At any rate, people have certainly done this with folk/rock/experimental artist Chelsea Wolfe who, for the last 7 years or so, has occupied a murky space within the heavy music scene. Dark enough – both in voice and overall aesthetic – to be noticed by extreme music fans but not heavy enough to be openly embraced. Wolfe took a step toward the dark side with 2015’s Abyss, prompting many critics and listeners to declare that she’d taken the plunge into the metal realm. This was, in retrospect, a little silly. Outside of the knuckle-dragging riffs of the single “Iron Moon” and the industrial hell of “Carrion Flowers,” there wasn’t a whole lot of heaviness to be found, at least not of the metallic variety.
Of course, people are already pushing the same narrative around her new Kurt Ballou-produced album, Hiss Spun, which I’ve seen called everything from gothic metal to funeral doom. “It’s her heaviest effort yet!” they say. And yes, it is pretty dang heavy and distorted at times, but calling Hiss Spun a metal album is grossly inaccurate and really undersells what’s on tap here.
Opener “Spun” kicks off the proceedings with a dirty, stomping sludge riff that’s easily one of the heaviest things Wolfe has ever put to tape. But before long Wolfe arrives with her signature ghostly voice and some drunken, moaning guitar leads to drag the song off into dreamier realms. "Twin Fawn" and “16 Psyche” follows suit with their own snaking riffs and big choruses that hint at the album’s strong alt-rock undercurrent.
The first real curve ball is “Vex” which introduces some brutal death vocals alongside Wolfe’s during the song’s climactic third act. It brought back momentary flashes of every cringe-inducing, beauty-and-the-beast-fronted gothic metal band of the millennium, but Wolfe’s eerie fun house crooning makes it much more unsettling than anything Draconian could have dreamed up.

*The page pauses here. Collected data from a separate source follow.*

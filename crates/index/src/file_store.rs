use anyhow::{Context, Result};
use async_trait::async_trait;
use std::path::{Path, PathBuf};
use tokio::fs;
use tokio::sync::Mutex;
use tracing::warn;
use uuid::Uuid;

use crate::ports::{MetadataStorePort, RecordFilter};
use crate::record::{StoredRecord, sort_recent};
use ingest::ArticleId;

/// One pretty-printed JSON file per record, named `<id>.json`.
pub struct JsonFileMetadataStore {
    dir: PathBuf,
    write_lock: Mutex<()>,
}

impl JsonFileMetadataStore {
    pub async fn open(dir: impl Into<PathBuf>) -> Result<Self> {
        let dir = dir.into();
        fs::create_dir_all(&dir)
            .await
            .with_context(|| format!("creating record directory {}", dir.display()))?;

        Ok(Self {
            dir,
            write_lock: Mutex::new(()),
        })
    }

    fn record_path(&self, id: ArticleId) -> PathBuf {
        self.dir.join(format!("{id}.json"))
    }

    async fn load_all(&self) -> Result<Vec<StoredRecord>> {
        let mut entries = fs::read_dir(&self.dir)
            .await
            .with_context(|| format!("listing {}", self.dir.display()))?;

        let mut records = Vec::new();
        while let Some(entry) = entries.next_entry().await? {
            let path = entry.path();
            if path.extension().and_then(|e| e.to_str()) != Some("json") {
                continue;
            }
            match read_record(&path).await {
                Ok(record) => records.push(record),
                Err(e) => warn!(path = %path.display(), error = %e, "skipping unreadable record file"),
            }
        }
        Ok(records)
    }
}

async fn read_record(path: &Path) -> Result<StoredRecord> {
    let content = fs::read_to_string(path)
        .await
        .with_context(|| format!("reading {}", path.display()))?;
    serde_json::from_str(&content).with_context(|| format!("parsing {}", path.display()))
}

#[async_trait]
impl MetadataStorePort for JsonFileMetadataStore {
    async fn put(&self, record: StoredRecord) -> Result<()> {
        let path = self.record_path(record.id);
        let json = serde_json::to_string_pretty(&record).context("serializing record")?;
        let temp_path = self.dir.join(format!(".{}.tmp", Uuid::new_v4()));

        // Last writer wins; the rename keeps readers from seeing half a file
        let _guard = self.write_lock.lock().await;
        fs::write(&temp_path, json)
            .await
            .with_context(|| format!("writing temp record file {}", temp_path.display()))?;

        if let Err(err) = fs::rename(&temp_path, &path).await {
            let _ = fs::remove_file(&temp_path).await;
            return Err(err).with_context(|| {
                format!("renaming {} -> {}", temp_path.display(), path.display())
            });
        }
        Ok(())
    }

    async fn get(&self, id: ArticleId) -> Result<Option<StoredRecord>> {
        let path = self.record_path(id);
        if !fs::try_exists(&path)
            .await
            .with_context(|| format!("checking {}", path.display()))?
        {
            return Ok(None);
        }
        read_record(&path).await.map(Some)
    }

    async fn query(&self, filter: &RecordFilter) -> Result<Vec<StoredRecord>> {
        let mut matched: Vec<StoredRecord> = self
            .load_all()
            .await?
            .into_iter()
            .filter(|record| filter.matches(record))
            .collect();
        sort_recent(&mut matched);
        Ok(matched)
    }

    async fn list(&self, limit: usize, offset: usize) -> Result<Vec<StoredRecord>> {
        let mut all = self.load_all().await?;
        sort_recent(&mut all);
        Ok(all.into_iter().skip(offset).take(limit).collect())
    }

    async fn count(&self) -> Result<usize> {
        Ok(self.load_all().await?.len())
    }

    async fn delete(&self, id: ArticleId) -> Result<()> {
        let path = self.record_path(id);
        let _guard = self.write_lock.lock().await;
        match fs::remove_file(&path).await {
            Ok(()) => Ok(()),
            Err(err) if err.kind() == std::io::ErrorKind::NotFound => Ok(()),
            Err(err) => Err(err).with_context(|| format!("removing {}", path.display())),
        }
    }
}

#[cfg(test)]
mod tests {
    use super::*;
    use crate::record::fixtures::record;
    use std::collections::BTreeSet;
    use tempfile::tempdir;

    #[tokio::test]
    async fn test_records_survive_reopen() {
        let dir = tempdir().unwrap();
        let rec = record(9, &["Infosys"], &["IT"]);

        {
            let store = JsonFileMetadataStore::open(dir.path().join("records")).await.unwrap();
            store.put(rec.clone()).await.unwrap();
            store.put(rec.clone()).await.unwrap();
        }

        let store = JsonFileMetadataStore::open(dir.path().join("records")).await.unwrap();
        assert_eq!(store.count().await.unwrap(), 1);
        assert_eq!(store.get(rec.id).await.unwrap(), Some(rec.clone()));
        assert!(store.get(ArticleId::generate()).await.unwrap().is_none());

        store.delete(rec.id).await.unwrap();
        store.delete(rec.id).await.unwrap();
        assert_eq!(store.count().await.unwrap(), 0);
    }

    #[tokio::test]
    async fn test_query_and_list() {
        let dir = tempdir().unwrap();
        let store = JsonFileMetadataStore::open(dir.path()).await.unwrap();
        store.put(record(8, &["HDFC Bank"], &["Banking"])).await.unwrap();
        store.put(record(10, &["Infosys"], &["IT"])).await.unwrap();
        store.put(record(9, &["ICICI Bank"], &[])).await.unwrap();

        let filter = RecordFilter {
            companies: BTreeSet::from(["ICICI Bank".to_string()]),
            sectors: BTreeSet::from(["Banking".to_string()]),
            ..RecordFilter::default()
        };
        let hits: Vec<String> = store.query(&filter).await.unwrap().into_iter().map(|r| r.headline).collect();
        assert_eq!(hits, vec!["headline 9", "headline 8"]);

        let newest = store.list(1, 0).await.unwrap();
        assert_eq!(newest[0].headline, "headline 10");
    }

    #[tokio::test]
    async fn test_ignores_foreign_files() {
        let dir = tempdir().unwrap();
        std::fs::write(dir.path().join("notes.txt"), "hello").unwrap();
        std::fs::write(dir.path().join("broken.json"), "{").unwrap();

        let store = JsonFileMetadataStore::open(dir.path()).await.unwrap();
        assert_eq!(store.count().await.unwrap(), 0);
    }
}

Elsewhere on Hiss Spun, Wolfe reverts to the softer, electronic-driven material that peppered her early work. “Two Spirit” and “Offering” would’ve fit perfectly on The Grim and the Glow and Pain Is Beauty, respectively, the former’s tear-inducing acoustics making for a real album highlight. Finally, Closer “Scrape” does an excellent job of fusing all of Wolfe’s phases together, with its increasingly frantic verses rising to a pitch over distorted, churning electronics.
By the album’s end, Chelsea Wolfe has done an excellent job moving into heavier realms while holding on to her unique voice. Pure metal fans may not enjoy Hiss Spun’s icy cocktail of deeply distorted alternative rock, folk, and electronics, but anyone willing to step just a few inches outside their comfort zone will find a whole new creepy world to explore.